[Recorded data]
>>>>>
//! Byte-range reading abstraction (§4.B), matching the original's
//! `file_reader_type`/`streamstor_reader_type`/`vbs_reader_base` family: any
//! source that can report a total length and fill a buffer from an offset.

use std::fs::File;
use std::io::{self, Read, Seek, SeekFrom};
use std::path::Path;

pub trait ByteRangeReader {
    fn len(&self) -> u64;

    fn is_empty(&self) -> bool {
        self.len() == 0
    }

    /// Fill as much of `buf` as possible starting at `offset`, returning the
    /// number of bytes actually read (short reads at EOF are not an error).
    fn read_into(&self, buf: &mut [u8], offset: u64) -> io::Result<usize>;
}

impl ByteRangeReader for [u8] {
    fn len(&self) -> u64 {
        <[u8]>::len(self) as u64
    }

    fn read_into(&self, buf: &mut [u8], offset: u64) -> io::Result<usize> {
        if offset >= self.len() as u64 {
            return Ok(0);
        }
        let start = offset as usize;
        let n = buf.len().min(self.len() - start);
        buf[..n].copy_from_slice(&self[start..start + n]);
        Ok(n)
    }
}

impl ByteRangeReader for Vec<u8> {
    fn len(&self) -> u64 {
        self.as_slice().len() as u64
    }

    fn read_into(&self, buf: &mut [u8], offset: u64) -> io::Result<usize> {
        self.as_slice().read_into(buf, offset)
    }
}

/// A [`ByteRangeReader`] over a plain on-disk file, seeking per read the way
/// the original's `file_reader_type` does.
pub struct FileByteRangeReader {
    file: std::sync::Mutex<File>,
    length: u64,
}

impl FileByteRangeReader {
    pub fn open(path: impl AsRef<Path>) -> io::Result<Self> {
        let file = File::open(path)?;
        let length = file.metadata()?.len();
        Ok(FileByteRangeReader { file: std::sync::Mutex::new(file), length })
    }
}

impl ByteRangeReader for FileByteRangeReader {
    fn len(&self) -> u64 {
        self.length
    }

    fn read_into(&self, buf: &mut [u8], offset: u64) -> io::Result<usize> {
        let mut file = self.file.lock().expect("file reader mutex poisoned");
        file.seek(SeekFrom::Start(offset))?;
        let mut total = 0usize;
        loop {
            match file.read(&mut buf[total..]) {
                Ok(0) => break,
                Ok(n) => total += n,
                Err(e) if e.kind() == io::ErrorKind::Interrupted => continue,
                Err(e) => return Err(e),
            }
            if total == buf.len() {
                break;
            }
        }
        Ok(total)
    }
}
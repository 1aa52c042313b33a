//! Scan-check / data-check engine: probe a sampled byte range for a VLBI
//! frame format, combine partial probes taken at different offsets into a
//! complete description, and report how many bytes (if any) of a recording
//! are unaccounted for.
//!
//! This crate owns no storage or transport concerns of its own — it reads
//! through the [`reader::ByteRangeReader`] abstraction, so it works
//! equally over an in-memory buffer, a plain file, or (via `vlbi-storage`)
//! a striped VBS/Mark6 recording.

pub mod combine;
pub mod error;
pub mod probe;
pub mod reader;
pub mod result;
pub mod scan;

pub use combine::combine_data_check_results;
pub use error::{DataCheckError, Result};
pub use probe::{find_data_format, is_data_format};
pub use reader::{ByteRangeReader, FileByteRangeReader};
pub use result::DataCheckResult;
pub use scan::{scan_check, ScanCheckResult};
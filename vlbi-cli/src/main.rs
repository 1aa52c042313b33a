mod classify;
mod mk6open;
mod scancheck;
mod vbsopen;

use clap::{Parser, Subcommand};

/// VLBI Data-Acquisition Engine — diagnostic CLI.
#[derive(Parser)]
#[command(name = "vlbi-cli")]
struct Args {
    /// Display version and quit
    #[arg(long)]
    version: bool,

    #[command(subcommand)]
    command: Option<Command>,
}

#[derive(Subcommand)]
enum Command {
    /// Probe a recording for its frame format and report the
    /// combined start/end data-check result.
    ScanCheck(scancheck::ScanCheckArgs),
    /// Open a FlexBuff/VBS recording across one or more mountpoints
    /// as a single virtual file.
    VbsOpen(vbsopen::VbsOpenArgs),
    /// Open a single Mark6 container file as a virtual file.
    Mk6Open(mk6open::Mk6OpenArgs),
    /// Classify VDIF keys against a set of datastream rules.
    Classify(classify::ClassifyArgs),
    /// Run the producer -> framer -> writer demo chain (scenario 6).
    DemoChain,
}

fn main() {
    env_logger::Builder::from_env(env_logger::Env::default().default_filter_or("info"))
        .format_timestamp(None)
        .init();

    let args = Args::parse();

    if let Err(e) = run(&args) {
        log::error!("{}", e);
        std::process::exit(1);
    }
}

fn run(args: &Args) -> Result<(), Box<dyn std::error::Error>> {
    if args.version {
        print_version();
        return Ok(());
    }

    match &args.command {
        Some(Command::ScanCheck(a)) => scancheck::run(a),
        Some(Command::VbsOpen(a)) => vbsopen::run(a),
        Some(Command::Mk6Open(a)) => mk6open::run(a),
        Some(Command::Classify(a)) => classify::run(a),
        Some(Command::DemoChain) => run_demo_chain(),
        None => Err("no subcommand given; try --help".into()),
    }
}

fn print_version() {
    println!("VLBI Data-Acquisition Engine CLI");
    let release = env!("RELEASE_VERSION");
    let commit = env!("GIT_COMMIT");
    if !release.is_empty() {
        println!("\tVersion:     {}", release);
    } else {
        println!("\tGit commit:  {}", commit);
    }
}

/// Scenario 6: a 3-step chain (producer -> framer -> writer), run with
/// 1000 synthetic frames, cancelled halfway through.
fn run_demo_chain() -> Result<(), Box<dyn std::error::Error>> {
    use std::sync::atomic::{AtomicU32, Ordering};
    use std::sync::Arc;
    use vlbi_chain::{Chain, WorkerOutcome};

    let total_frames = 1000u32;
    let cancel_at = 500u32;

    let mut chain: Chain<u32> = Chain::new();

    chain.add_source(0u32, 16, move |produced, out| {
        if *produced >= total_frames {
            return WorkerOutcome::Stop;
        }
        *produced += 1;
        out.send(*produced).ok();
        WorkerOutcome::Continue
    });

    chain.add_transform((), 16, |_, frame, out| {
        out.send(frame).ok();
        WorkerOutcome::Continue
    });

    let flushed = Arc::new(AtomicU32::new(0));
    let flushed_sink = Arc::clone(&flushed);
    chain.add_sink(0u32, 16, move |seen, frame| {
        *seen += 1;
        flushed_sink.fetch_add(1, Ordering::Relaxed);
        if frame >= cancel_at {
            return WorkerOutcome::Stop;
        }
        WorkerOutcome::Continue
    });

    chain.run()?;
    std::thread::sleep(std::time::Duration::from_millis(200));
    chain.gentle_stop()?;
    chain.join()?;
    chain.finalize();

    println!("flushed {} of {} frames", flushed.load(Ordering::Relaxed), total_frames);
    println!("final transfer mode: {:?}", vlbi_runtime::TransferMode::NoTransfer);
    Ok(())
}
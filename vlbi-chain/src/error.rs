use thiserror::Error;

use crate::step::StepId;

#[derive(Error, Debug)]
pub enum ChainError {
    #[error("no step with id {0:?}")]
    UnknownStep(StepId),

    #[error("a step's user-data was not of the type the caller expected")]
    WrongUserDataType,

    #[error("the chain is already running")]
    AlreadyRunning,

    #[error("the chain has not been started yet")]
    NotRunning,

    #[error("worker thread for step {0:?} panicked: {1}")]
    WorkerPanicked(StepId, String),
}

pub type Result<T> = std::result::Result<T, ChainError>;
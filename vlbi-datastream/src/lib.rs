//! Data stream classification (§4.C): map a VDIF frame's station,
//! thread id and sender address onto the name of the data stream it
//! belongs to, as configured by a set of pattern-matched criteria.
//!
//! This crate owns no I/O of its own; `vlbi-runtime` calls
//! [`registry::DatastreamRegistry::classify`] per received frame and
//! uses the resulting name to pick a recording target.

pub mod error;
pub mod key;
pub mod matcher;
pub mod pattern;
pub mod registry;

pub use error::{DatastreamError, Result};
pub use key::{ThreadMatcher, VdifKey, VdifStation};
pub use matcher::MatchCriterion;
pub use registry::{DatastreamId, DatastreamRegistry};
//! Shared parallelism configuration.
//!
//! A single [`Parallelism`] hint is handed to the split search and the
//! prediction cache updater. Both run blocking fork-join regions on a
//! fixed-size rayon pool built from this hint.

use rayon::{ThreadPool, ThreadPoolBuildError, ThreadPoolBuilder};

/// Parallelism strategy for training operations.
#[derive(Clone, Copy, Debug, PartialEq, Eq, Default)]
pub enum Parallelism {
    /// Strictly sequential execution on the calling thread.
    #[default]
    Sequential,
    /// Parallel execution with exactly `n` worker threads.
    ///
    /// If `n <= 1`, this is equivalent to `Sequential`.
    Parallel(usize),
}

impl Parallelism {
    /// Create a parallelism hint from a thread count.
    ///
    /// - `0` → rayon's current thread count
    /// - `1` → sequential
    /// - `n > 1` → parallel with n threads
    #[inline]
    pub fn from_threads(n_threads: usize) -> Self {
        match n_threads {
            0 => Self::Parallel(rayon::current_num_threads()),
            1 => Self::Sequential,
            n => Self::Parallel(n),
        }
    }

    /// Returns `true` if parallel execution is allowed.
    #[inline]
    pub fn allows_parallel(self) -> bool {
        matches!(self, Self::Parallel(n) if n > 1)
    }

    /// Worker count (1 for sequential).
    #[inline]
    pub fn n_threads(self) -> usize {
        match self {
            Self::Sequential => 1,
            Self::Parallel(n) => n.max(1),
        }
    }

    /// Block size that spreads `n_items` evenly over the workers.
    #[inline]
    pub fn grain_size(self, n_items: usize) -> usize {
        (n_items / self.n_threads()).max(1)
    }

    /// Build the fixed-size worker pool for this hint.
    ///
    /// Returns `None` for sequential execution.
    pub fn build_pool(self) -> Result<Option<ThreadPool>, ThreadPoolBuildError> {
        if !self.allows_parallel() {
            return Ok(None);
        }
        ThreadPoolBuilder::new()
            .num_threads(self.n_threads())
            .thread_name(|i| format!("histsplit-{i}"))
            .build()
            .map(Some)
    }
}

#[cfg(test)]
mod tests {
    use super::*;

    #[test]
    fn test_from_threads() {
        assert_eq!(Parallelism::from_threads(1), Parallelism::Sequential);
        assert_eq!(Parallelism::from_threads(4), Parallelism::Parallel(4));
        assert!(matches!(Parallelism::from_threads(0), Parallelism::Parallel(_)));
    }

    #[test]
    fn test_allows_parallel() {
        assert!(!Parallelism::Sequential.allows_parallel());
        assert!(!Parallelism::Parallel(1).allows_parallel());
        assert!(Parallelism::Parallel(2).allows_parallel());
    }

    #[test]
    fn test_grain_size() {
        assert_eq!(Parallelism::Sequential.grain_size(10), 10);
        assert_eq!(Parallelism::Parallel(4).grain_size(10), 2);
        assert_eq!(Parallelism::Parallel(8).grain_size(3), 1);
        assert_eq!(Parallelism::Parallel(0).n_threads(), 1);
    }

    #[test]
    fn test_build_pool() {
        assert!(Parallelism::Sequential.build_pool().unwrap().is_none());
        let pool = Parallelism::Parallel(3).build_pool().unwrap().unwrap();
        assert_eq!(pool.current_num_threads(), 3);
        assert_eq!(pool.install(rayon::current_num_threads), 3);
    }
}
<<<<<
TASK STATEMENT
Write out again exactly the lines that run from the one holding "assert_eq!(Parallelism::Sequential.grain_size(10), 10);" through the last line of the data; omit all other lines.

SOLVED EXERCISE
        assert_eq!(Parallelism::Sequential.grain_size(10), 10);
        assert_eq!(Parallelism::Parallel(4).grain_size(10), 2);
        assert_eq!(Parallelism::Parallel(8).grain_size(3), 1);
        assert_eq!(Parallelism::Parallel(0).n_threads(), 1);
    }

    #[test]
    fn test_build_pool() {
        assert!(Parallelism::Sequential.build_pool().unwrap().is_none());
        let pool = Parallelism::Parallel(3).build_pool().unwrap().unwrap();
        assert_eq!(pool.current_num_threads(), 3);
        assert_eq!(pool.install(rayon::current_num_threads), 3);
    }
}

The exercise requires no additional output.